*WHAT TO DO*: Pull out of the data below the stretch of lines bounded by the one containing "by every service." and the one containing "async fn main()", both bounds included, unchanged.

*RECORDS SUPPLIED*:
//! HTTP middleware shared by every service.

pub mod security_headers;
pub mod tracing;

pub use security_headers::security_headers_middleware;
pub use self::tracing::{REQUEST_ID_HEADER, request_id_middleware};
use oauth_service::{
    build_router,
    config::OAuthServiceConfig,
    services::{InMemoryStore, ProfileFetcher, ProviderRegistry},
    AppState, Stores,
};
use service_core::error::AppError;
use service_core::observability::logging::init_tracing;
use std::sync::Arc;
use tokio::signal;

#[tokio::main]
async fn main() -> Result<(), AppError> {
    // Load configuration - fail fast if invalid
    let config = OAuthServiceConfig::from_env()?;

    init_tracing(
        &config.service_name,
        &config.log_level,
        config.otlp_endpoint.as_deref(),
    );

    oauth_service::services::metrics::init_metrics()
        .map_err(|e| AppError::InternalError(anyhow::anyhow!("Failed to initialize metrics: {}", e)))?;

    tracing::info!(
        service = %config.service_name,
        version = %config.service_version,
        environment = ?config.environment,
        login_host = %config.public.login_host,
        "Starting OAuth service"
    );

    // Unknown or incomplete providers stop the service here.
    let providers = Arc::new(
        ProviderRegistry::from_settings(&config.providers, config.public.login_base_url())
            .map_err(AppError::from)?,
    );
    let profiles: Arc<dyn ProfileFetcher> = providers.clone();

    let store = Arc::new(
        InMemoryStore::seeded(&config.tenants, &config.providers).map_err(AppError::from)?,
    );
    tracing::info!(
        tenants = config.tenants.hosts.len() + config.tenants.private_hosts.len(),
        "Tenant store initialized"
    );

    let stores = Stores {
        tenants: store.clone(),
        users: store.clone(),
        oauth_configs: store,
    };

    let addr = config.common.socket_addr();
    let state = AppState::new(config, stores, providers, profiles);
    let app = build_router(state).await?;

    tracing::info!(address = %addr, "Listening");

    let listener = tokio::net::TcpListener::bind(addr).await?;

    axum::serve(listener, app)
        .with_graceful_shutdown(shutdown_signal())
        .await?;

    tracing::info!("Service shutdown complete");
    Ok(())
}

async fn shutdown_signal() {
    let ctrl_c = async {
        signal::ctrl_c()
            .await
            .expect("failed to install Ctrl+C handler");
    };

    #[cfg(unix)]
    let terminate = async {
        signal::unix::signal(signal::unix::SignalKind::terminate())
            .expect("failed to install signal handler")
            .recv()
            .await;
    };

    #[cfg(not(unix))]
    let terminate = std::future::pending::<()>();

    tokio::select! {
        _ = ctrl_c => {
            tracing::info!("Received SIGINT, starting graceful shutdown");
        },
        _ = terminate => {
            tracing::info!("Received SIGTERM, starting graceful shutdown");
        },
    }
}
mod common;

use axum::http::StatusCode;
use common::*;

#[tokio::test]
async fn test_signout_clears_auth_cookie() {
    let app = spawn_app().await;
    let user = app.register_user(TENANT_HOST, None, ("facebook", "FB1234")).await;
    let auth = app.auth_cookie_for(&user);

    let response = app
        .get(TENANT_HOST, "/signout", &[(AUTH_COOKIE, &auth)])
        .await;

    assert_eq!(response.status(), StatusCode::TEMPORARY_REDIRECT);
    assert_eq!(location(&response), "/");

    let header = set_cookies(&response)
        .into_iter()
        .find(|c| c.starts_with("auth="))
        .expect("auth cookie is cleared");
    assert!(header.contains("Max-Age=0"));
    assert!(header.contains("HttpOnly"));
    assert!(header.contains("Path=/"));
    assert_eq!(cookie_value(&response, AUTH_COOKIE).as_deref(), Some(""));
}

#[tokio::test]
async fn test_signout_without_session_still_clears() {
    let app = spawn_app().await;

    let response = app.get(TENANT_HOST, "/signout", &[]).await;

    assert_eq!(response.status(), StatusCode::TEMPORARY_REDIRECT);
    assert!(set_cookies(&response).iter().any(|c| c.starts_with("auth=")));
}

* * *

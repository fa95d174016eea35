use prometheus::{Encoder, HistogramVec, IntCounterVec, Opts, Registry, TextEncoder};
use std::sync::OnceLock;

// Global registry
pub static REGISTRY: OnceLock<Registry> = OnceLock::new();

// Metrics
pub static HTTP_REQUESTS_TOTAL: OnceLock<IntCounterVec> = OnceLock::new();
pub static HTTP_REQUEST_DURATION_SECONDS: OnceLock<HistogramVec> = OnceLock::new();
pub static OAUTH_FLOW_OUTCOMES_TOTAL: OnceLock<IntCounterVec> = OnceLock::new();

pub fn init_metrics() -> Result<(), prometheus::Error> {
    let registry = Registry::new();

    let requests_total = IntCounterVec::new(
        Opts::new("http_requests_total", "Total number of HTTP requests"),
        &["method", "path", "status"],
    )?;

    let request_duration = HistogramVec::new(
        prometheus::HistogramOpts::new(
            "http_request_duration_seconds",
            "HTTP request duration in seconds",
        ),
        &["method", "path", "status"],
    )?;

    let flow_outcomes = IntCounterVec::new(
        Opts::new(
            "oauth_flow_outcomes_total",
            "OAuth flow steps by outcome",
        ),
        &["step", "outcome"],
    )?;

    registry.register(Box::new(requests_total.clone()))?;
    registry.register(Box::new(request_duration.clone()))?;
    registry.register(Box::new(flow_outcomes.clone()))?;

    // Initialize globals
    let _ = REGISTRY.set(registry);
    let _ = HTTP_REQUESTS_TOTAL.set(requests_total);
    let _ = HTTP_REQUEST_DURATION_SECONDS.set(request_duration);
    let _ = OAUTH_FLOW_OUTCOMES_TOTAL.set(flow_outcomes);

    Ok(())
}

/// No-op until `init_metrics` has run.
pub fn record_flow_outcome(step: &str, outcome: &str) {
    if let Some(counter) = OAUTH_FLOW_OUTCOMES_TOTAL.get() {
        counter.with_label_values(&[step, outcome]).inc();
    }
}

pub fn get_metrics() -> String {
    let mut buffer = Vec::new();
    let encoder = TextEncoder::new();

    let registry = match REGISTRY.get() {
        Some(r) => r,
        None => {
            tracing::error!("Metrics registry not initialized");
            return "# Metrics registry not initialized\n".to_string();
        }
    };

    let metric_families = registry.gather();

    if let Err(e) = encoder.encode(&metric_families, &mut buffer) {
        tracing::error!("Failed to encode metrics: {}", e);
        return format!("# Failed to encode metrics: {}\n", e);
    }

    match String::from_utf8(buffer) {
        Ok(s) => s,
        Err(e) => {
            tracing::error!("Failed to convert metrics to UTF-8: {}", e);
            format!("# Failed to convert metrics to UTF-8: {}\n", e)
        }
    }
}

...

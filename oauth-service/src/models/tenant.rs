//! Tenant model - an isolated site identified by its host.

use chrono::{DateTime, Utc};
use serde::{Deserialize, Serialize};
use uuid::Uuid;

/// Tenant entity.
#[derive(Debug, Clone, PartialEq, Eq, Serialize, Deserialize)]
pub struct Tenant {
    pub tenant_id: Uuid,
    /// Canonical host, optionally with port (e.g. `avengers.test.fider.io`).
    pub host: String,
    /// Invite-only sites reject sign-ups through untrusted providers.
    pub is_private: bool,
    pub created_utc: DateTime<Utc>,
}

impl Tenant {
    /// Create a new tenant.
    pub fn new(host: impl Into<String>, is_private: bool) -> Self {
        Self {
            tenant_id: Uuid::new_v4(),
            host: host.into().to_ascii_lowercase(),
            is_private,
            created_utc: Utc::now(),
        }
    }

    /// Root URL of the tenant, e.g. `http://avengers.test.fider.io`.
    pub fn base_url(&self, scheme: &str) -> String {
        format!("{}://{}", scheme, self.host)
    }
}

*RESULT FOR THIS EXERCISE*:
//! HTTP middleware shared by every service.

pub mod security_headers;
pub mod tracing;

pub use security_headers::security_headers_middleware;
pub use self::tracing::{REQUEST_ID_HEADER, request_id_middleware};
use oauth_service::{
    build_router,
    config::OAuthServiceConfig,
    services::{InMemoryStore, ProfileFetcher, ProviderRegistry},
    AppState, Stores,
};
use service_core::error::AppError;
use service_core::observability::logging::init_tracing;
use std::sync::Arc;
use tokio::signal;

#[tokio::main]
async fn main() -> Result<(), AppError> {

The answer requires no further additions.